Give the number of lines in the entries below that contain "logged". Write nothing besides it.

####################

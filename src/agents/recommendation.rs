//! RecommendationAdvisor：病症 -> 候选补充剂 -> 逐个安全过滤 -> 排序
//!
//! 病症来源依次为：问题抽取的病症、档案病症、问题中的短语（"supplements for ..." 等）。
//! 候选先按症状查询，查不到再按长度 > 3 的词做宽泛搜索。

use std::collections::HashSet;
use std::sync::OnceLock;

use async_trait::async_trait;
use regex::Regex;

use crate::agents::safety::SafetyChecker;
use crate::agents::Specialist;
use crate::core::{
    CheckKind, ConversationState, EvidenceGrade, Interaction, RecommendationReport,
    RecommendationVerdict, RecommendedSupplement,
};
use crate::graph::{text_field, GraphQuery, QueryExecutor, Row};

pub const NO_CONDITION_CONFIDENCE: f64 = 0.7;
pub const NO_CANDIDATES_CONFIDENCE: f64 = 0.3;
const BROAD_SEARCH_LIMIT: usize = 10;

const CONDITION_PATTERNS: [&str; 7] = [
    r"supplements?\s+(?:for|that help(?: with)?)\s+([a-zA-Z\s]+?)(?:\?|$)",
    r"support\s+([a-zA-Z\s]+?)(?:\?|$)",
    r"help\s+(?:with|for)\s+([a-zA-Z\s]+?)(?:\?|$)",
    r"good\s+for\s+([a-zA-Z\s]+?)(?:\?|$)",
    r"treat\s+([a-zA-Z\s]+?)(?:\?|$)",
    r"recommend.*for\s+([a-zA-Z\s]+?)(?:\?|$)",
    r"for\s+(?:my\s+)?([a-zA-Z\s]+?)(?:\?|$)",
];

const STOP_WORDS: [&str; 10] = ["me", "my", "the", "a", "an", "that", "this", "it", "i", "you"];

fn condition_regexes() -> &'static [Regex] {
    static PATTERNS: OnceLock<Vec<Regex>> = OnceLock::new();
    PATTERNS.get_or_init(|| {
        CONDITION_PATTERNS
            .iter()
            .filter_map(|p| match Regex::new(p) {
                Ok(re) => Some(re),
                Err(e) => {
                    tracing::error!("Invalid condition pattern {}: {}", p, e);
                    None
                }
            })
            .collect()
    })
}

/// 从问题文本中找病症短语；全部模式都不命中时返回 None
pub fn condition_from_question(question: &str) -> Option<String> {
    let lowered = question.to_lowercase();
    let lowered = lowered.trim();
    condition_regexes().iter().find_map(|re| {
        let symptom = re.captures(lowered)?.get(1)?.as_str().trim().trim_end_matches('.');
        (!symptom.is_empty() && !STOP_WORDS.contains(&symptom)).then(|| symptom.to_string())
    })
}

/// 病症解析顺序：抽取 -> 档案 -> 问题短语
pub fn resolve_condition(state: &ConversationState) -> Option<String> {
    state
        .extracted_entities
        .conditions
        .iter()
        .chain(state.profile().conditions.iter())
        .map(|c| c.trim())
        .find(|c| !c.is_empty())
        .map(String::from)
        .or_else(|| condition_from_question(state.question()))
}

/// 一个待评估的候选
#[derive(Debug, Clone)]
struct CandidateSupplement {
    supplement_id: Option<String>,
    name: String,
    symptom_treated: Option<String>,
    grade: EvidenceGrade,
}

fn candidate_from_row(row: &Row) -> Option<CandidateSupplement> {
    Some(CandidateSupplement {
        name: text_field(row, "supplement")?,
        supplement_id: text_field(row, "supplement_id"),
        symptom_treated: text_field(row, "symptom"),
        grade: text_field(row, "safety_rating")
            .map(|g| EvidenceGrade::parse(&g))
            .unwrap_or(EvidenceGrade::Unknown),
    })
}

/// 有相互作用时的可读结论
fn caution_verdict(interactions: &[Interaction]) -> String {
    let high = interactions.iter().filter(|ix| ix.severity == "HIGH").count();
    let medium = interactions
        .iter()
        .filter(|ix| ix.severity == "MEDIUM" || ix.severity == "MODERATE")
        .count();
    let mut verdict = format!("CAUTION - {} interaction(s) found", interactions.len());
    if high > 0 {
        verdict.push_str(&format!(" ({} HIGH RISK)", high));
    } else if medium > 0 {
        verdict.push_str(&format!(" ({} MEDIUM RISK)", medium));
    }
    verdict
}

/// 排序：安全优先，其次证据等级 A > B > C > UNKNOWN，最后按名字
pub fn rank(recommendations: &mut [RecommendedSupplement]) {
    recommendations.sort_by(|a, b| {
        b.safe
            .cmp(&a.safe)
            .then_with(|| b.grade.score().cmp(&a.grade.score()))
            .then_with(|| a.name.cmp(&b.name))
    });
    for (i, rec) in recommendations.iter_mut().enumerate() {
        rec.rank = i + 1;
    }
}

/// 0.5 + 0.3×安全比例 + min(0.2, 0.05×A 级数)，有检查出错 −0.1；截断到 [0,1]，保留两位小数
pub fn recommendation_confidence(recommendations: &[RecommendedSupplement]) -> f64 {
    if recommendations.is_empty() {
        return NO_CANDIDATES_CONFIDENCE;
    }
    let total = recommendations.len() as f64;
    let safe = recommendations.iter().filter(|r| r.safe).count() as f64;
    let a_grades = recommendations
        .iter()
        .filter(|r| r.grade == EvidenceGrade::A)
        .count() as f64;
    let mut confidence = 0.5 + 0.3 * safe / total + (0.05 * a_grades).min(0.2);
    if recommendations.iter().any(|r| r.errored) {
        confidence -= 0.1;
    }
    (confidence.clamp(0.0, 1.0) * 100.0).round() / 100.0
}

pub struct RecommendationAdvisor {
    executor: QueryExecutor,
    safety: SafetyChecker,
}

impl RecommendationAdvisor {
    pub fn new(executor: QueryExecutor) -> Self {
        Self {
            safety: SafetyChecker::new(executor.clone()),
            executor,
        }
    }

    async fn find_candidates(
        &self,
        condition: &str,
        state: &mut ConversationState,
    ) -> Vec<CandidateSupplement> {
        let mut rows = self
            .logged(
                GraphQuery::SupplementsForSymptom {
                    symptom: condition.to_string(),
                },
                state,
            )
            .await;

        if rows.is_empty() {
            let words: Vec<String> = condition
                .split_whitespace()
                .map(|w| w.trim().to_lowercase())
                .filter(|w| w.chars().count() > 3)
                .collect();
            if !words.is_empty() {
                tracing::debug!("No direct match for '{}', broad search on {:?}", condition, words);
                rows = self
                    .logged(
                        GraphQuery::SupplementsForSymptomWords {
                            words,
                            limit: BROAD_SEARCH_LIMIT,
                        },
                        state,
                    )
                    .await;
            }
        }

        let mut seen = HashSet::new();
        rows.iter()
            .filter_map(candidate_from_row)
            .filter(|c| seen.insert(c.name.to_lowercase()))
            .collect()
    }

    async fn logged(&self, query: GraphQuery, state: &mut ConversationState) -> Vec<Row> {
        match self.executor.run(&query).await {
            Ok(rows) => {
                state.log_query(query.kind(), rows.len(), true);
                rows
            }
            Err(e) => {
                tracing::warn!("Candidate query {} failed: {}", query.kind(), e);
                state.log_query(query.kind(), 0, false);
                Vec::new()
            }
        }
    }

    async fn evaluate(
        &self,
        candidate: CandidateSupplement,
        medications: &[String],
        state: &mut ConversationState,
    ) -> RecommendedSupplement {
        let mut rec = RecommendedSupplement {
            rank: 0,
            supplement_id: candidate.supplement_id,
            name: candidate.name,
            symptom_treated: candidate.symptom_treated,
            grade: candidate.grade,
            safe: true,
            errored: false,
            interactions: Vec::new(),
            safety_verdict: "SAFE - No medications to check against".to_string(),
        };
        if medications.is_empty() {
            return rec;
        }

        match self.safety.check_supplement(&rec.name, medications).await {
            Ok(interactions) if interactions.is_empty() => {
                state.log_query("comprehensive_safety", 0, true);
                rec.safety_verdict = "SAFE - No interactions found".to_string();
            }
            Ok(interactions) => {
                state.log_query("comprehensive_safety", interactions.len(), true);
                rec.safe = false;
                rec.safety_verdict = caution_verdict(&interactions);
                rec.interactions = interactions;
            }
            Err(e) => {
                tracing::warn!("Safety check for candidate '{}' failed: {}", rec.name, e);
                state.log_query("comprehensive_safety", 0, false);
                rec.safe = false;
                rec.errored = true;
                rec.safety_verdict = "UNKNOWN - Query failed".to_string();
            }
        }
        rec
    }

    pub async fn advise(
        &self,
        condition: Option<String>,
        medications: &[String],
        state: &mut ConversationState,
    ) -> RecommendationReport {
        let Some(condition) = condition else {
            return RecommendationReport {
                verdict: RecommendationVerdict::NoCondition,
                condition: None,
                recommendations: Vec::new(),
                safe_count: 0,
                unsafe_count: 0,
                medications_checked: medications.to_vec(),
                confidence: NO_CONDITION_CONFIDENCE,
            };
        };

        let candidates = self.find_candidates(&condition, state).await;
        let mut recommendations = Vec::with_capacity(candidates.len());
        for candidate in candidates {
            recommendations.push(self.evaluate(candidate, medications, state).await);
        }
        rank(&mut recommendations);

        let safe_count = recommendations.iter().filter(|r| r.safe).count();
        RecommendationReport {
            verdict: if recommendations.is_empty() {
                RecommendationVerdict::NoCandidates
            } else {
                RecommendationVerdict::Recommended
            },
            condition: Some(condition),
            safe_count,
            unsafe_count: recommendations.len() - safe_count,
            medications_checked: medications.to_vec(),
            confidence: recommendation_confidence(&recommendations),
            recommendations,
        }
    }
}

#[async_trait]
impl Specialist for RecommendationAdvisor {
    fn kind(&self) -> CheckKind {
        CheckKind::Recommendation
    }

    async fn run(&self, mut state: ConversationState) -> ConversationState {
        let condition = resolve_condition(&state);
        let medications = state.medication_names();
        tracing::info!(
            "Recommendation check: condition {:?}, filtering against {} medication(s)",
            condition,
            medications.len()
        );

        let report = self.advise(condition, &medications, &mut state).await;
        let line = match &report.condition {
            Some(condition) => format!(
                "Recommendation check: Found {} safe options for {} (filtered {} unsafe)",
                report.safe_count, condition, report.unsafe_count
            ),
            None => "Recommendation check: no condition or symptom to address".to_string(),
        };
        tracing::info!("{} (confidence {:.2})", line, report.confidence);
        state.evidence_chain.push(line);
        if let Err(e) = state.record_recommendation(report) {
            tracing::warn!("Discarding duplicate recommendation result: {}", e);
        }
        state
    }
}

####################

## OUTPUT FOR THIS EXERCISE
3